Data provided section start

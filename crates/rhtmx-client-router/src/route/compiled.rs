//! Compiled route templates and the template cache
//!
//! A template such as `/users/:id/*rest` compiles into two anchored regexes:
//! an exact matcher and a prefix matcher used for ancestor detection. The
//! compiler only ever sees static templates, so the cache is bounded by the
//! number of routes, not by traffic.

use std::collections::HashMap;
use std::sync::Arc;

use parking_lot::RwLock;
use regex::{Captures, Regex};

use super::pattern::{classify_segment, PatternSegmentType};
use crate::error::{PatternError, PatternErrorKind};
use crate::Params;

const DEFAULT_PARAM_PATTERN: &str = "[^/]+";

/// A compiled route template
#[derive(Debug)]
pub struct CompiledPattern {
    template: String,
    exact: Regex,
    prefix: Regex,
    keys: Vec<String>,
}

impl CompiledPattern {
    /// Compiles a template, failing on malformed parameter syntax
    ///
    /// # Examples
    ///
    /// ```
    /// use rhtmx_client_router::route::CompiledPattern;
    ///
    /// let pattern = CompiledPattern::compile("/users/:id").unwrap();
    /// assert_eq!(pattern.param_names(), ["id"]);
    /// assert!(pattern.is_match("/users/42"));
    /// assert!(!pattern.is_match("/users"));
    /// ```
    pub fn compile(template: &str) -> Result<Self, PatternError> {
        let fail = |kind| PatternError::new(template, kind);

        let segments: Vec<&str> = template.split('/').filter(|s| !s.is_empty()).collect();
        let last = segments.len().saturating_sub(1);

        let mut body = String::new();
        let mut keys: Vec<String> = Vec::new();

        for (index, segment) in segments.iter().enumerate() {
            match classify_segment(segment).map_err(fail)? {
                PatternSegmentType::Static(text) => {
                    body.push('/');
                    body.push_str(&regex::escape(&text));
                }
                PatternSegmentType::Param {
                    name,
                    pattern,
                    optional,
                    suffix,
                } => {
                    let group = format!(
                        "({}){}",
                        pattern.as_deref().unwrap_or(DEFAULT_PARAM_PATTERN),
                        regex::escape(&suffix)
                    );
                    if optional {
                        body.push_str(&format!("(?:/{})?", group));
                    } else {
                        body.push('/');
                        body.push_str(&group);
                    }
                    push_key(&mut keys, name).map_err(fail)?;
                }
                PatternSegmentType::Wildcard(name) => {
                    if index != last {
                        return Err(fail(PatternErrorKind::WildcardNotLast(segment.to_string())));
                    }
                    // Empty remainder still needs a segment boundary: `/docs`, not `/docsx`
                    body.push_str("(?:/|$)(.*)");
                    push_key(&mut keys, name).map_err(fail)?;
                }
            }
        }

        let build = |source: String| {
            Regex::new(&source).map_err(|err| {
                fail(PatternErrorKind::InvalidPattern {
                    name: template.to_string(),
                    reason: err.to_string(),
                })
            })
        };

        Ok(Self {
            template: template.to_string(),
            exact: build(format!("^{}/?$", body))?,
            prefix: build(format!("^{}(?:/.*)?$", body))?,
            keys,
        })
    }

    /// The template this pattern was compiled from
    pub fn template(&self) -> &str {
        &self.template
    }

    /// Parameter names in capture order
    pub fn param_names(&self) -> &[String] {
        &self.keys
    }

    /// Whether the whole pathname matches this template
    pub fn is_match(&self, pathname: &str) -> bool {
        self.exact.is_match(pathname)
    }

    /// Whether this template matches a leading run of whole segments of `pathname`
    ///
    /// ```
    /// use rhtmx_client_router::route::CompiledPattern;
    ///
    /// let pattern = CompiledPattern::compile("/user").unwrap();
    /// assert!(pattern.is_prefix_of("/user/settings"));
    /// assert!(!pattern.is_prefix_of("/username"));
    /// ```
    pub fn is_prefix_of(&self, pathname: &str) -> bool {
        self.prefix.is_match(pathname)
    }

    /// Params from a full match, `None` if the pathname does not match
    pub fn extract(&self, pathname: &str) -> Option<Params> {
        self.exact.captures(pathname).map(|caps| self.collect(&caps))
    }

    /// Params from a segment-prefix match
    pub fn extract_prefix(&self, pathname: &str) -> Option<Params> {
        self.prefix.captures(pathname).map(|caps| self.collect(&caps))
    }

    fn collect(&self, caps: &Captures<'_>) -> Params {
        self.keys
            .iter()
            .enumerate()
            .filter_map(|(index, key)| {
                caps.get(index + 1)
                    .map(|value| (key.clone(), decode_component(value.as_str())))
            })
            .collect()
    }
}

fn push_key(keys: &mut Vec<String>, name: String) -> Result<(), PatternErrorKind> {
    if keys.contains(&name) {
        return Err(PatternErrorKind::DuplicateParam(name));
    }
    keys.push(name);
    Ok(())
}

/// Percent-decodes a captured value, keeping the raw text if it is not valid UTF-8
fn decode_component(raw: &str) -> String {
    urlencoding::decode(raw)
        .map(|decoded| decoded.into_owned())
        .unwrap_or_else(|_| raw.to_string())
}

/// Memoizes [`CompiledPattern`]s by exact template string
///
/// Entries are handed out as `Arc`s, so [`clear`](Self::clear) is safe at any
/// time: a match in progress keeps the pattern it already holds.
#[derive(Debug, Default)]
pub struct PatternCache {
    patterns: RwLock<HashMap<String, Arc<CompiledPattern>>>,
}

impl PatternCache {
    pub fn new() -> Self {
        Self::default()
    }

    /// Returns the cached pattern for `template`, compiling it on first use
    ///
    /// Failed compilations are not cached.
    pub fn compile(&self, template: &str) -> Result<Arc<CompiledPattern>, PatternError> {
        if let Some(hit) = self.patterns.read().get(template) {
            return Ok(Arc::clone(hit));
        }

        let compiled = Arc::new(CompiledPattern::compile(template)?);
        tracing::trace!(
            template,
            params = ?compiled.param_names(),
            "compiled route template"
        );

        let mut patterns = self.patterns.write();
        Ok(Arc::clone(
            patterns.entry(template.to_string()).or_insert(compiled),
        ))
    }

    /// Drops every cached pattern
    pub fn clear(&self) {
        self.patterns.write().clear();
    }

    pub fn len(&self) -> usize {
        self.patterns.read().len()
    }

    pub fn is_empty(&self) -> bool {
        self.patterns.read().is_empty()
    }

    pub fn contains(&self, template: &str) -> bool {
        self.patterns.read().contains_key(template)
    }
}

Data provided section end

* Work order *
This exercise calls for every record to be restated word for word.

* Problem solution *
filename crates/rhtmx-client-router/src/route/compiled.rs
//! Compiled route templates and the template cache
//!
//! A template such as `/users/:id/*rest` compiles into two anchored regexes:
//! an exact matcher and a prefix matcher used for ancestor detection. The
//! compiler only ever sees static templates, so the cache is bounded by the
//! number of routes, not by traffic.

use std::collections::HashMap;
use std::sync::Arc;

use parking_lot::RwLock;
use regex::{Captures, Regex};

use super::pattern::{classify_segment, PatternSegmentType};
use crate::error::{PatternError, PatternErrorKind};
use crate::Params;

const DEFAULT_PARAM_PATTERN: &str = "[^/]+";

/// A compiled route template
#[derive(Debug)]
pub struct CompiledPattern {
    template: String,
    exact: Regex,
    prefix: Regex,
    keys: Vec<String>,
}

impl CompiledPattern {
    /// Compiles a template, failing on malformed parameter syntax
    ///
    /// # Examples
    ///
    /// ```
    /// use rhtmx_client_router::route::CompiledPattern;
    ///
    /// let pattern = CompiledPattern::compile("/users/:id").unwrap();
    /// assert_eq!(pattern.param_names(), ["id"]);
    /// assert!(pattern.is_match("/users/42"));
    /// assert!(!pattern.is_match("/users"));
    /// ```
    pub fn compile(template: &str) -> Result<Self, PatternError> {
        let fail = |kind| PatternError::new(template, kind);

        let segments: Vec<&str> = template.split('/').filter(|s| !s.is_empty()).collect();
        let last = segments.len().saturating_sub(1);

        let mut body = String::new();
        let mut keys: Vec<String> = Vec::new();

        for (index, segment) in segments.iter().enumerate() {
            match classify_segment(segment).map_err(fail)? {
                PatternSegmentType::Static(text) => {
                    body.push('/');
                    body.push_str(&regex::escape(&text));
                }
                PatternSegmentType::Param {
                    name,
                    pattern,
                    optional,
                    suffix,
                } => {
                    let group = format!(
                        "({}){}",
                        pattern.as_deref().unwrap_or(DEFAULT_PARAM_PATTERN),
                        regex::escape(&suffix)
                    );
                    if optional {
                        body.push_str(&format!("(?:/{})?", group));
                    } else {
                        body.push('/');
                        body.push_str(&group);
                    }
                    push_key(&mut keys, name).map_err(fail)?;
                }
                PatternSegmentType::Wildcard(name) => {
                    if index != last {
                        return Err(fail(PatternErrorKind::WildcardNotLast(segment.to_string())));
                    }
                    // Empty remainder still needs a segment boundary: `/docs`, not `/docsx`
                    body.push_str("(?:/|$)(.*)");
                    push_key(&mut keys, name).map_err(fail)?;
                }
            }
        }

        let build = |source: String| {
            Regex::new(&source).map_err(|err| {
                fail(PatternErrorKind::InvalidPattern {
                    name: template.to_string(),
                    reason: err.to_string(),
                })
            })
        };

        Ok(Self {
            template: template.to_string(),
            exact: build(format!("^{}/?$", body))?,
            prefix: build(format!("^{}(?:/.*)?$", body))?,
            keys,
        })
    }

    /// The template this pattern was compiled from
    pub fn template(&self) -> &str {
        &self.template
    }

    /// Parameter names in capture order
    pub fn param_names(&self) -> &[String] {
        &self.keys
    }

    /// Whether the whole pathname matches this template
    pub fn is_match(&self, pathname: &str) -> bool {
        self.exact.is_match(pathname)
    }

    /// Whether this template matches a leading run of whole segments of `pathname`
    ///
    /// ```
    /// use rhtmx_client_router::route::CompiledPattern;
    ///
    /// let pattern = CompiledPattern::compile("/user").unwrap();
    /// assert!(pattern.is_prefix_of("/user/settings"));
    /// assert!(!pattern.is_prefix_of("/username"));
    /// ```
    pub fn is_prefix_of(&self, pathname: &str) -> bool {
        self.prefix.is_match(pathname)
    }

    /// Params from a full match, `None` if the pathname does not match
    pub fn extract(&self, pathname: &str) -> Option<Params> {
        self.exact.captures(pathname).map(|caps| self.collect(&caps))
    }

    /// Params from a segment-prefix match
    pub fn extract_prefix(&self, pathname: &str) -> Option<Params> {
        self.prefix.captures(pathname).map(|caps| self.collect(&caps))
    }

    fn collect(&self, caps: &Captures<'_>) -> Params {
        self.keys
            .iter()
            .enumerate()
            .filter_map(|(index, key)| {
                caps.get(index + 1)
                    .map(|value| (key.clone(), decode_component(value.as_str())))
            })
            .collect()
    }
}

fn push_key(keys: &mut Vec<String>, name: String) -> Result<(), PatternErrorKind> {
    if keys.contains(&name) {
        return Err(PatternErrorKind::DuplicateParam(name));
    }
    keys.push(name);
    Ok(())
}

/// Percent-decodes a captured value, keeping the raw text if it is not valid UTF-8
fn decode_component(raw: &str) -> String {
    urlencoding::decode(raw)
        .map(|decoded| decoded.into_owned())
        .unwrap_or_else(|_| raw.to_string())
}

/// Memoizes [`CompiledPattern`]s by exact template string
///
/// Entries are handed out as `Arc`s, so [`clear`](Self::clear) is safe at any
/// time: a match in progress keeps the pattern it already holds.
#[derive(Debug, Default)]
pub struct PatternCache {
    patterns: RwLock<HashMap<String, Arc<CompiledPattern>>>,
}

impl PatternCache {
    pub fn new() -> Self {
        Self::default()
    }

    /// Returns the cached pattern for `template`, compiling it on first use
    ///
    /// Failed compilations are not cached.
    pub fn compile(&self, template: &str) -> Result<Arc<CompiledPattern>, PatternError> {
        if let Some(hit) = self.patterns.read().get(template) {
            return Ok(Arc::clone(hit));
        }

        let compiled = Arc::new(CompiledPattern::compile(template)?);
        tracing::trace!(
            template,
            params = ?compiled.param_names(),
            "compiled route template"
        );

        let mut patterns = self.patterns.write();
        Ok(Arc::clone(
            patterns.entry(template.to_string()).or_insert(compiled),
        ))
    }

    /// Drops every cached pattern
    pub fn clear(&self) {
        self.patterns.write().clear();
    }

    pub fn len(&self) -> usize {
        self.patterns.read().len()
    }

    pub fn is_empty(&self) -> bool {
        self.patterns.read().is_empty()
    }

    pub fn contains(&self, template: &str) -> bool {
        self.patterns.read().contains_key(template)
    }
}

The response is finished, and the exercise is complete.